Required work = Which lines should be repeated? Exactly the one containing "self.code.clone()" and every line after it through the end of the entries below.

++++++++

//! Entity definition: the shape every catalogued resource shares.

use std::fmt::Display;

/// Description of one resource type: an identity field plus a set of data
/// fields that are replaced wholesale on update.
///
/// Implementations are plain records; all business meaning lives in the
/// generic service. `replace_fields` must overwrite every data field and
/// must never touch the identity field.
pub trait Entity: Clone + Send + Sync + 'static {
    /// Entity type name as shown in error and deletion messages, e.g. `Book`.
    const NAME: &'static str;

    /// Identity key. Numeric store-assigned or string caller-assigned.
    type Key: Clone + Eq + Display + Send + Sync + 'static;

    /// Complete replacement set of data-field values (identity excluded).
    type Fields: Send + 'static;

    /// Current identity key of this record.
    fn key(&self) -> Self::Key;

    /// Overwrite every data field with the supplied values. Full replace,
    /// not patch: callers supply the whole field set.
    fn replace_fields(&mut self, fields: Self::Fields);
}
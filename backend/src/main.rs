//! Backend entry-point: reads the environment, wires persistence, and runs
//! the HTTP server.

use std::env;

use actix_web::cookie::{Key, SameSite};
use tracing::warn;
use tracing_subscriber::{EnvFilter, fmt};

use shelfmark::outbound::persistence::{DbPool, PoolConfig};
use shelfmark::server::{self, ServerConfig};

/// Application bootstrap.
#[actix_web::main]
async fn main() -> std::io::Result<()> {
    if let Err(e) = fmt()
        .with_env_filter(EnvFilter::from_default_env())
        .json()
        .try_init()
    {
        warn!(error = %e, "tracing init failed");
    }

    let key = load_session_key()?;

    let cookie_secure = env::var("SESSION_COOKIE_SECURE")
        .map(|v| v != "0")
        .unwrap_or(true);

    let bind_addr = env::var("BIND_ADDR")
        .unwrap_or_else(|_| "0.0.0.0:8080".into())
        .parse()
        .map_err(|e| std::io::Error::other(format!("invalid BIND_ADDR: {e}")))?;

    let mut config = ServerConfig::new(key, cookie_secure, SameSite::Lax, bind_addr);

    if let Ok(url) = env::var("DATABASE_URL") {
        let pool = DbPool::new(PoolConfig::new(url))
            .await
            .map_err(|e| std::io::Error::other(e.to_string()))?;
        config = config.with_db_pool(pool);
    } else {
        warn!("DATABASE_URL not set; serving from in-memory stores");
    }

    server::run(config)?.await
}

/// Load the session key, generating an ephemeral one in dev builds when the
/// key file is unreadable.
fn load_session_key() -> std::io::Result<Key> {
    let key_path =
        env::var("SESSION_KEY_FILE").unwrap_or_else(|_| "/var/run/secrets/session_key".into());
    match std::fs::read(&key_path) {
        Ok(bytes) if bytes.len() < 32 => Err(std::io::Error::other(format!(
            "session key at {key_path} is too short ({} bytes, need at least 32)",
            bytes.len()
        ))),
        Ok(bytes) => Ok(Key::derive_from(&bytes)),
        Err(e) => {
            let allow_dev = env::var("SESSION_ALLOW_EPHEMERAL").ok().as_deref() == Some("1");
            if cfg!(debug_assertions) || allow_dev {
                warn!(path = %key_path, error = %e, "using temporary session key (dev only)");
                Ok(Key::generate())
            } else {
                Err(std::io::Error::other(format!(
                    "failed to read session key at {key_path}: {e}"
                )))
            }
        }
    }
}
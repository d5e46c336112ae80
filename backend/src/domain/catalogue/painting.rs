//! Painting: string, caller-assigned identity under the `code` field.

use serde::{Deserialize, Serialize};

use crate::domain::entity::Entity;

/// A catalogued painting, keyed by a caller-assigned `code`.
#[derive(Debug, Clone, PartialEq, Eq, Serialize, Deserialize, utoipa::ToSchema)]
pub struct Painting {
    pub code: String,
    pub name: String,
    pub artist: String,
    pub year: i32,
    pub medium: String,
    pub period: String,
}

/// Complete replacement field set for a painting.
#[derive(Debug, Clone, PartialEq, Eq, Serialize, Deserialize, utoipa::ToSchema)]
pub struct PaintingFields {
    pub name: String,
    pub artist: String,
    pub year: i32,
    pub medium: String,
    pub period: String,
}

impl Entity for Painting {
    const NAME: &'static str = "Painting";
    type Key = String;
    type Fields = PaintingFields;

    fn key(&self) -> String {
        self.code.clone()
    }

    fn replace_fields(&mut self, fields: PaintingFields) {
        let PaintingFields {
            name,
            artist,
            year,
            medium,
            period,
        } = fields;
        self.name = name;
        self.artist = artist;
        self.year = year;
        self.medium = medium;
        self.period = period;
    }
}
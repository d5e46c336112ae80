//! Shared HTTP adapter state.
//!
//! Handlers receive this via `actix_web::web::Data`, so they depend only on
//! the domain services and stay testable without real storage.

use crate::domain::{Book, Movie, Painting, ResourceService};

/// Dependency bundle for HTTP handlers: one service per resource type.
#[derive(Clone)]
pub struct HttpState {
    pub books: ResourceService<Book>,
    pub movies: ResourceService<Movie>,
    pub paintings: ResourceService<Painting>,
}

++++++++

Answer space =
        self.code.clone()
    }

    fn replace_fields(&mut self, fields: PaintingFields) {
        let PaintingFields {
            name,
            artist,
            year,
            medium,
            period,
        } = fields;
        self.name = name;
        self.artist = artist;
        self.year = year;
        self.medium = medium;
        self.period = period;
    }
}
repository d5e46c336112ae80
//! Shared HTTP adapter state.
//!
//! Handlers receive this via `actix_web::web::Data`, so they depend only on
//! the domain services and stay testable without real storage.

use crate::domain::{Book, Movie, Painting, ResourceService};

/// Dependency bundle for HTTP handlers: one service per resource type.
#[derive(Clone)]
pub struct HttpState {
    pub books: ResourceService<Book>,
    pub movies: ResourceService<Movie>,
    pub paintings: ResourceService<Painting>,
}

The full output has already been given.